(Data records)

***

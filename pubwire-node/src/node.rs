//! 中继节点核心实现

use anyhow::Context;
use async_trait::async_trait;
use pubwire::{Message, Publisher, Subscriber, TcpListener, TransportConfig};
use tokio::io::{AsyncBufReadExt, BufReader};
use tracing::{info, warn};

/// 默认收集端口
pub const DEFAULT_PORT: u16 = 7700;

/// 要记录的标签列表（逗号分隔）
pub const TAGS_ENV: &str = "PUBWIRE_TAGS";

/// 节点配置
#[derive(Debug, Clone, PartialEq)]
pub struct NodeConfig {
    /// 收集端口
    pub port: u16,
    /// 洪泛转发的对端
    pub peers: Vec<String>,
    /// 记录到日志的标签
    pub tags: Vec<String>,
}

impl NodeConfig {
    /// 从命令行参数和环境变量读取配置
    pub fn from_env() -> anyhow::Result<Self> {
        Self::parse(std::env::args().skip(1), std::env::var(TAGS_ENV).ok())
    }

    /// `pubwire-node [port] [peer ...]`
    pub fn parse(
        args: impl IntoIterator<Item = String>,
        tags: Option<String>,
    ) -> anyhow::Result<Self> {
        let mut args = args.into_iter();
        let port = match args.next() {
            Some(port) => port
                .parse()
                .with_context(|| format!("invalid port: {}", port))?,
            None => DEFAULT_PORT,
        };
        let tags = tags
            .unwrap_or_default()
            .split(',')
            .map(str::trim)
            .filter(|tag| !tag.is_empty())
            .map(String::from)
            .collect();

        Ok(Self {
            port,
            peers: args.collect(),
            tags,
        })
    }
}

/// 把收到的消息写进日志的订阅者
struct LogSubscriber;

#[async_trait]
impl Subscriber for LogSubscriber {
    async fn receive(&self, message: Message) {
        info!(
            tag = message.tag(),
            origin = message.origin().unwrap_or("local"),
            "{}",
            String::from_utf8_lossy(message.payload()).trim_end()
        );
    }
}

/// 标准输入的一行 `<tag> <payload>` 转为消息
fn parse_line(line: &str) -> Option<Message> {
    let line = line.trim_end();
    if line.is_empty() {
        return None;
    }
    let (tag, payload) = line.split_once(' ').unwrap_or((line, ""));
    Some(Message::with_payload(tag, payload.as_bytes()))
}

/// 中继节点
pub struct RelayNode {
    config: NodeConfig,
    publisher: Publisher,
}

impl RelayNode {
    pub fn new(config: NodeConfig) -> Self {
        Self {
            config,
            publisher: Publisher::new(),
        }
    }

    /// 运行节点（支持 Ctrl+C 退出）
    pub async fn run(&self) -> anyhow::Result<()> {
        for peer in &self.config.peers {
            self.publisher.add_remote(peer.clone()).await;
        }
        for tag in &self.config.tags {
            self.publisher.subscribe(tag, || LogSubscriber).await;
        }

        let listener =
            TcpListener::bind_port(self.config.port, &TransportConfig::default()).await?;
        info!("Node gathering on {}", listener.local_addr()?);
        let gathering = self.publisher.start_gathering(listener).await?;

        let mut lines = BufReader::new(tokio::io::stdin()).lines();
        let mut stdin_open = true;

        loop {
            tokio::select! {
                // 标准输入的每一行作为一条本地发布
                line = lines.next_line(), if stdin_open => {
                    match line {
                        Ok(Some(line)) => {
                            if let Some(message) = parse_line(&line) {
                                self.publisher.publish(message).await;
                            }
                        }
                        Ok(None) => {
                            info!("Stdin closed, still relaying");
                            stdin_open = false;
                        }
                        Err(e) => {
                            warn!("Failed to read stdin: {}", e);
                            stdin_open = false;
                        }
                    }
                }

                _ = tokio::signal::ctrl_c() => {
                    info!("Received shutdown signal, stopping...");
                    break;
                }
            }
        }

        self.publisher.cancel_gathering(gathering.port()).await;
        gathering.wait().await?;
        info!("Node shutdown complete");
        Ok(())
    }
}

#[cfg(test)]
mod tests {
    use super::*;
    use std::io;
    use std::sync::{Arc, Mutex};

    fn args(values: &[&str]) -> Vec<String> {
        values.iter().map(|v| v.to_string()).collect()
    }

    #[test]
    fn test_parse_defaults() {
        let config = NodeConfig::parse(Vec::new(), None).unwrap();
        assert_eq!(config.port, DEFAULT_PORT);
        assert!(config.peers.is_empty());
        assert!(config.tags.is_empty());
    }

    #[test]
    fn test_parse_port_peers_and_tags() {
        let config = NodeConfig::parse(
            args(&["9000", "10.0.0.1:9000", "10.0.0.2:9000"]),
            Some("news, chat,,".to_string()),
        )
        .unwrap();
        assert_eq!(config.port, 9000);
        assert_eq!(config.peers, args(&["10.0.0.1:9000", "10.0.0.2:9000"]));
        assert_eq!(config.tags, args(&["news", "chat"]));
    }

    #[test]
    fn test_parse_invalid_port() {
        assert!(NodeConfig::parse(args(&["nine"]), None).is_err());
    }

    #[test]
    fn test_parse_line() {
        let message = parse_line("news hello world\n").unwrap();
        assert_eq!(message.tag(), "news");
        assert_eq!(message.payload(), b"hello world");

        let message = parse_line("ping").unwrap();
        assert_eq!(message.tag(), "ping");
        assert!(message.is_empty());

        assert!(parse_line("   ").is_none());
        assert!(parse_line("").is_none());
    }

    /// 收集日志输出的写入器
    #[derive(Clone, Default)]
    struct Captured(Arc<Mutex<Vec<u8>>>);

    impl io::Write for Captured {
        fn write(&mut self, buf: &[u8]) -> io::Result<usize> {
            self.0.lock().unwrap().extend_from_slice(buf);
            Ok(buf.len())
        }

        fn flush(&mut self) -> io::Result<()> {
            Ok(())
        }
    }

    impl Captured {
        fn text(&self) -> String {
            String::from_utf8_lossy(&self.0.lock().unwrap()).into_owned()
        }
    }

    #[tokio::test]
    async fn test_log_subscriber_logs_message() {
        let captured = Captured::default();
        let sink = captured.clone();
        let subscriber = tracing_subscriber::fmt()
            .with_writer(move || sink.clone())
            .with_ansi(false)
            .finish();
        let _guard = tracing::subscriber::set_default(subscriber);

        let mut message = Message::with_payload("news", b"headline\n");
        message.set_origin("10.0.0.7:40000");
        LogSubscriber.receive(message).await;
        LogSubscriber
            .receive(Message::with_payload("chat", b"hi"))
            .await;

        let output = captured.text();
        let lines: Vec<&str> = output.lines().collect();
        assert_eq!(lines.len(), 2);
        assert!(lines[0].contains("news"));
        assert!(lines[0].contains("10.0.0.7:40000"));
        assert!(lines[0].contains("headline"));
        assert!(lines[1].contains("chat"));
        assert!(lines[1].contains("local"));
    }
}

***

What is required. Please repeat each entry exactly as written.

Task response.
filename pubwire-node/src/node.rs
//! 中继节点核心实现

use anyhow::Context;
use async_trait::async_trait;
use pubwire::{Message, Publisher, Subscriber, TcpListener, TransportConfig};
use tokio::io::{AsyncBufReadExt, BufReader};
use tracing::{info, warn};

/// 默认收集端口
pub const DEFAULT_PORT: u16 = 7700;

/// 要记录的标签列表（逗号分隔）
pub const TAGS_ENV: &str = "PUBWIRE_TAGS";

/// 节点配置
#[derive(Debug, Clone, PartialEq)]
pub struct NodeConfig {
    /// 收集端口
    pub port: u16,
    /// 洪泛转发的对端
    pub peers: Vec<String>,
    /// 记录到日志的标签
    pub tags: Vec<String>,
}

impl NodeConfig {
    /// 从命令行参数和环境变量读取配置
    pub fn from_env() -> anyhow::Result<Self> {
        Self::parse(std::env::args().skip(1), std::env::var(TAGS_ENV).ok())
    }

    /// `pubwire-node [port] [peer ...]`
    pub fn parse(
        args: impl IntoIterator<Item = String>,
        tags: Option<String>,
    ) -> anyhow::Result<Self> {
        let mut args = args.into_iter();
        let port = match args.next() {
            Some(port) => port
                .parse()
                .with_context(|| format!("invalid port: {}", port))?,
            None => DEFAULT_PORT,
        };
        let tags = tags
            .unwrap_or_default()
            .split(',')
            .map(str::trim)
            .filter(|tag| !tag.is_empty())
            .map(String::from)
            .collect();

        Ok(Self {
            port,
            peers: args.collect(),
            tags,
        })
    }
}

/// 把收到的消息写进日志的订阅者
struct LogSubscriber;

#[async_trait]
impl Subscriber for LogSubscriber {
    async fn receive(&self, message: Message) {
        info!(
            tag = message.tag(),
            origin = message.origin().unwrap_or("local"),
            "{}",
            String::from_utf8_lossy(message.payload()).trim_end()
        );
    }
}

/// 标准输入的一行 `<tag> <payload>` 转为消息
fn parse_line(line: &str) -> Option<Message> {
    let line = line.trim_end();
    if line.is_empty() {
        return None;
    }
    let (tag, payload) = line.split_once(' ').unwrap_or((line, ""));
    Some(Message::with_payload(tag, payload.as_bytes()))
}

/// 中继节点
pub struct RelayNode {
    config: NodeConfig,
    publisher: Publisher,
}

impl RelayNode {
    pub fn new(config: NodeConfig) -> Self {
        Self {
            config,
            publisher: Publisher::new(),
        }
    }

    /// 运行节点（支持 Ctrl+C 退出）
    pub async fn run(&self) -> anyhow::Result<()> {
        for peer in &self.config.peers {
            self.publisher.add_remote(peer.clone()).await;
        }
        for tag in &self.config.tags {
            self.publisher.subscribe(tag, || LogSubscriber).await;
        }

        let listener =
            TcpListener::bind_port(self.config.port, &TransportConfig::default()).await?;
        info!("Node gathering on {}", listener.local_addr()?);
        let gathering = self.publisher.start_gathering(listener).await?;

        let mut lines = BufReader::new(tokio::io::stdin()).lines();
        let mut stdin_open = true;

        loop {
            tokio::select! {
                // 标准输入的每一行作为一条本地发布
                line = lines.next_line(), if stdin_open => {
                    match line {
                        Ok(Some(line)) => {
                            if let Some(message) = parse_line(&line) {
                                self.publisher.publish(message).await;
                            }
                        }
                        Ok(None) => {
                            info!("Stdin closed, still relaying");
                            stdin_open = false;
                        }
                        Err(e) => {
                            warn!("Failed to read stdin: {}", e);
                            stdin_open = false;
                        }
                    }
                }

                _ = tokio::signal::ctrl_c() => {
                    info!("Received shutdown signal, stopping...");
                    break;
                }
            }
        }

        self.publisher.cancel_gathering(gathering.port()).await;
        gathering.wait().await?;
        info!("Node shutdown complete");
        Ok(())
    }
}

#[cfg(test)]
mod tests {
    use super::*;
    use std::io;
    use std::sync::{Arc, Mutex};

    fn args(values: &[&str]) -> Vec<String> {
        values.iter().map(|v| v.to_string()).collect()
    }

    #[test]
    fn test_parse_defaults() {
        let config = NodeConfig::parse(Vec::new(), None).unwrap();
        assert_eq!(config.port, DEFAULT_PORT);
        assert!(config.peers.is_empty());
        assert!(config.tags.is_empty());
    }

    #[test]
    fn test_parse_port_peers_and_tags() {
        let config = NodeConfig::parse(
            args(&["9000", "10.0.0.1:9000", "10.0.0.2:9000"]),
            Some("news, chat,,".to_string()),
        )
        .unwrap();
        assert_eq!(config.port, 9000);
        assert_eq!(config.peers, args(&["10.0.0.1:9000", "10.0.0.2:9000"]));
        assert_eq!(config.tags, args(&["news", "chat"]));
    }

    #[test]
    fn test_parse_invalid_port() {
        assert!(NodeConfig::parse(args(&["nine"]), None).is_err());
    }

    #[test]
    fn test_parse_line() {
        let message = parse_line("news hello world\n").unwrap();
        assert_eq!(message.tag(), "news");
        assert_eq!(message.payload(), b"hello world");

        let message = parse_line("ping").unwrap();
        assert_eq!(message.tag(), "ping");
        assert!(message.is_empty());

        assert!(parse_line("   ").is_none());
        assert!(parse_line("").is_none());
    }

    /// 收集日志输出的写入器
    #[derive(Clone, Default)]
    struct Captured(Arc<Mutex<Vec<u8>>>);

    impl io::Write for Captured {
        fn write(&mut self, buf: &[u8]) -> io::Result<usize> {
            self.0.lock().unwrap().extend_from_slice(buf);
            Ok(buf.len())
        }

        fn flush(&mut self) -> io::Result<()> {
            Ok(())
        }
    }

    impl Captured {
        fn text(&self) -> String {
            String::from_utf8_lossy(&self.0.lock().unwrap()).into_owned()
        }
    }

    #[tokio::test]
    async fn test_log_subscriber_logs_message() {
        let captured = Captured::default();
        let sink = captured.clone();
        let subscriber = tracing_subscriber::fmt()
            .with_writer(move || sink.clone())
            .with_ansi(false)
            .finish();
        let _guard = tracing::subscriber::set_default(subscriber);

        let mut message = Message::with_payload("news", b"headline\n");
        message.set_origin("10.0.0.7:40000");
        LogSubscriber.receive(message).await;
        LogSubscriber
            .receive(Message::with_payload("chat", b"hi"))
            .await;

        let output = captured.text();
        let lines: Vec<&str> = output.lines().collect();
        assert_eq!(lines.len(), 2);
        assert!(lines[0].contains("news"));
        assert!(lines[0].contains("10.0.0.7:40000"));
        assert!(lines[0].contains("headline"));
        assert!(lines[1].contains("chat"));
        assert!(lines[1].contains("local"));
    }
}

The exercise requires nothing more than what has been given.